A while back I was checking out at my local grocery store when I overheard a couple of employees talking to each other.
One said gruffly, “I hate vegan food.”
I try to limit the amount of talking I do to people who aren’t having a conversation with me. So I resisted the urge to start lifting up all of my food as I was packing it into my grocery bags.
In my imagination, I hoisted up each thing, one at a time…
“You don’t like grapes? You don’t like carrots? You don’t like garlic sourdough bread? You don’t like pineapple? You don’t like baba ganoush and pita chips? You don’t like olives? You don’t like dark chocolate with almonds and sea salt?”
I don’t know what this “vegan food” was in his mind that he hated so much. But I seriously doubt that his statement was entirely accurate.
Everyone eats “vegan food”
Like everyone else on the planet, vegan or not, I’m sure that guy has had vegan food many times over.
It could have been when he was rushed and just threw marinara from a jar onto plain pasta or made tomato soup and crackers.
Maybe it was the time he had popcorn at the movies without butter or made an entire meal out of Corona and an appetizer of chips, salsa, and guacamole at the bar.
Perhaps it was when he was a kid and he devoured his packed lunch of peanut butter & jelly, potato chips, a banana, and Nutter Butter’s.
I ate veggie burgers for years in college just because I liked them. Yet I didn’t actually make the leap until I was 30.
I ate refried bean burritos with no cheese and extra hot sauce from Taco Bell often during my twenties. Not because I ate a plant-based diet, but because I was a struggling actress who didn’t have a lot of cash.
Many people have these ideas that vegan food is healthy to the point of being bland, boring, and tasteless. They think it must involve tofu, tempeh, seitan, sprouts, or lentil loaves.
Well, guess what? You could actually go vegan, be vegan for years, and never eat any of those things if you didn’t want to do it.
You don’t have to grind flaxseed or sprinkle chia seeds or juice wheatgrass.
Something is vegan by way of what is absent, not what is present.
If it doesn’t include meat, dairy, eggs, or honey, it’s vegan.
And there’s a whole great big world of foods out there that don’t include those things. But by the trepidation some people have around “vegan food,” you’d think it was a disease they might catch.
“Hello, Poison Control? I accidentally ate a cookie made with flour, maple syrup, baking soda, oil, and semi-sweet chocolate chips. Now I’m getting these sudden urges to buy a Prius and start composting. Send someone quick!”
The hesitance around plant-based food is kind of ironic when you think about it. Because when you hear those travel stories about people visiting far-off places and being served food that they don’t recognize, their worry is never that the mystery item on the plate is… cauliflower.

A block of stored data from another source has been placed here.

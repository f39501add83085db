//! HTTP request handling
//!
//! POST requests carry tunnel traffic; everything else gets the cover
//! identity. The handler never exposes tunnel internals in an error body —
//! failures collapse into the same terse responses a generic web server
//! would produce.

use std::path::PathBuf;
use std::sync::Arc;

use bytes::Bytes;
use http_body_util::{BodyExt, Full, Limited};
use hyper::body::Incoming;
use hyper::header::{HeaderValue, CONTENT_TYPE, LOCATION};
use hyper::{Request, Response, StatusCode};
use tokio::time::timeout;
use tracing::warn;

use super::{SessionTable, READ_WRITE_TIMEOUT};
use crate::{MAX_PAYLOAD_LENGTH, MIN_SESSION_ID_LENGTH};

/// What to serve on GET: a redirect, a mask document, or a stock one-liner.
pub struct CoverConfig {
    mask_doc: PathBuf,
    redirect: Option<HeaderValue>,
}

impl CoverConfig {
    /// Build the cover configuration. `redirect` overrides the mask
    /// document; `mask_doc` defaults to `index.html`.
    pub fn new(
        mask_doc: Option<PathBuf>,
        redirect: Option<&str>,
    ) -> Result<Self, crate::Error> {
        let redirect = redirect
            .map(|location| {
                HeaderValue::from_str(location)
                    .map_err(|_| crate::Error::Config(format!("bad redirect URL {:?}", location)))
            })
            .transpose()?;
        Ok(Self {
            mask_doc: mask_doc.unwrap_or_else(|| PathBuf::from("index.html")),
            redirect,
        })
    }
}

/// The relay: session table plus cover identity, shared by every
/// connection the listener accepts.
pub struct Relay {
    pub sessions: Arc<SessionTable>,
    cover: CoverConfig,
}

impl Relay {
    pub fn new(sessions: Arc<SessionTable>, cover: CoverConfig) -> Self {
        Self { sessions, cover }
    }

    /// Handle one request, bounded by the read/write deadline.
    pub async fn handle(&self, request: Request<Incoming>) -> Response<Full<Bytes>> {
        match timeout(READ_WRITE_TIMEOUT, self.dispatch(request)).await {
            Ok(response) => response,
            Err(_) => internal_server_error(),
        }
    }

    async fn dispatch(&self, request: Request<Incoming>) -> Response<Full<Bytes>> {
        match request.method().as_str() {
            "GET" => self.get(request).await,
            "POST" => self.post(request).await,
            _ => bad_request(),
        }
    }

    /// Serve the cover identity. This has no purpose for the tunnel itself;
    /// it is what a passerby sees.
    async fn get(&self, request: Request<Incoming>) -> Response<Full<Bytes>> {
        if request.uri().path() != "/" {
            return not_found();
        }

        if let Some(location) = &self.cover.redirect {
            let mut response = text_response(
                StatusCode::MOVED_PERMANENTLY,
                "text/html; charset=utf-8",
                Bytes::from_static(b"Moved permanently.\n"),
            );
            response.headers_mut().insert(LOCATION, location.clone());
            return response;
        }

        match tokio::fs::read(&self.cover.mask_doc).await {
            Ok(contents) => text_response(
                StatusCode::OK,
                "text/html; charset=utf-8",
                Bytes::from(contents),
            ),
            Err(_) => text_response(
                StatusCode::OK,
                "text/plain; charset=utf-8",
                Bytes::from_static("I’m just a happy little web server.\n".as_bytes()),
            ),
        }
    }

    /// Handle a tunnel request: look up the session and do a transaction.
    async fn post(&self, request: Request<Incoming>) -> Response<Full<Bytes>> {
        let session_id = match request
            .headers()
            .get("X-Session-Id")
            .and_then(|value| value.to_str().ok())
        {
            Some(id) if id.len() >= MIN_SESSION_ID_LENGTH => id.to_string(),
            _ => return bad_request(),
        };

        // Cap the body before touching any session state, so an oversize
        // request cannot create or destroy anything.
        let body = match Limited::new(request.into_body(), MAX_PAYLOAD_LENGTH)
            .collect()
            .await
        {
            Ok(collected) => collected.to_bytes(),
            Err(_) => return payload_too_large(),
        };

        let downstream = match self.sessions.lookup(&session_id).await {
            Ok(downstream) => downstream,
            Err(e) => {
                // The dial target is local; no scrubbing needed.
                warn!("session create failed: {}", e);
                return internal_server_error();
            }
        };

        match super::transact(&downstream, &body).await {
            Ok(reply) => text_response(StatusCode::OK, "application/octet-stream", reply),
            Err(e) => {
                warn!("transact failed: {}", e);
                self.sessions.close_session(&session_id).await;
                internal_server_error()
            }
        }
    }
}

/// Build a response without fallible header plumbing.
fn text_response(
    status: StatusCode,
    content_type: &'static str,
    body: Bytes,
) -> Response<Full<Bytes>> {
    let mut response = Response::new(Full::new(body));
    *response.status_mut() = status;
    response
        .headers_mut()
        .insert(CONTENT_TYPE, HeaderValue::from_static(content_type));
    response
}

fn bad_request() -> Response<Full<Bytes>> {
    text_response(
        StatusCode::BAD_REQUEST,
        "text/plain; charset=utf-8",
        Bytes::from_static(b"Bad request.\n"),
    )
}

fn internal_server_error() -> Response<Full<Bytes>> {
    text_response(
        StatusCode::INTERNAL_SERVER_ERROR,
        "text/plain; charset=utf-8",
        Bytes::from_static(b"Internal server error.\n"),
    )
}

fn not_found() -> Response<Full<Bytes>> {
    text_response(
        StatusCode::NOT_FOUND,
        "text/plain; charset=utf-8",
        Bytes::from_static(b"Not found.\n"),
    )
}

fn payload_too_large() -> Response<Full<Bytes>> {
    text_response(
        StatusCode::PAYLOAD_TOO_LARGE,
        "text/plain; charset=utf-8",
        Bytes::from_static(b"Payload too large.\n"),
    )
}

The worry isn’t that they’ll unknowingly be served star fruit or goji berries.
Furthermore, do you know who won’t be serving you food tainted with pink slime or crushed beetles? Vegans.
However, in our day-to-day lives sometimes it can feel as if vegan food is perceived as cough medicine – something to be choked down or just tolerated, if eaten at all.
As a vegan, it can feel like you’d be better off surreptitiously handing your potluck dish to someone else before you step inside, so that no one is associating it with “the vegan” and trying to steer clear of it.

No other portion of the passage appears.